Dataset entries:

//! # scribe-llm
//!
//! AI chat client for the Scribe workflow engine.
//!
//! Defines the [`ChatClient`] trait the engine's AI action calls through,
//! the message/request/response vocabulary, and [`HttpChatClient`] — a
//! `reqwest`-backed implementation for OpenAI-compatible chat-completions
//! endpoints.
//!
//! The client never panics and never surfaces transport errors as `Err`:
//! every failure mode lands in [`ChatResponse::failure`], mirroring how the
//! engine treats an unsuccessful AI call as a hard execution failure with a
//! human-readable message.

#![deny(unsafe_code)]

mod client;
mod errors;
mod types;

pub use client::{ChatClient, HttpChatClient};
pub use errors::LlmError;
pub use types::{ChatMessage, ChatRequest, ChatResponse, ChatRole, ModelConfig, TokenUsage};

- WHAT THIS TASK INVOLVES -
Transcribe all of the lines in the records precisely.

- WRITTEN ANSWER -
//! # scribe-llm
//!
//! AI chat client for the Scribe workflow engine.
//!
//! Defines the [`ChatClient`] trait the engine's AI action calls through,
//! the message/request/response vocabulary, and [`HttpChatClient`] — a
//! `reqwest`-backed implementation for OpenAI-compatible chat-completions
//! endpoints.
//!
//! The client never panics and never surfaces transport errors as `Err`:
//! every failure mode lands in [`ChatResponse::failure`], mirroring how the
//! engine treats an unsuccessful AI call as a hard execution failure with a
//! human-readable message.

#![deny(unsafe_code)]

mod client;
mod errors;
mod types;

pub use client::{ChatClient, HttpChatClient};
pub use errors::LlmError;
pub use types::{ChatMessage, ChatRequest, ChatResponse, ChatRole, ModelConfig, TokenUsage};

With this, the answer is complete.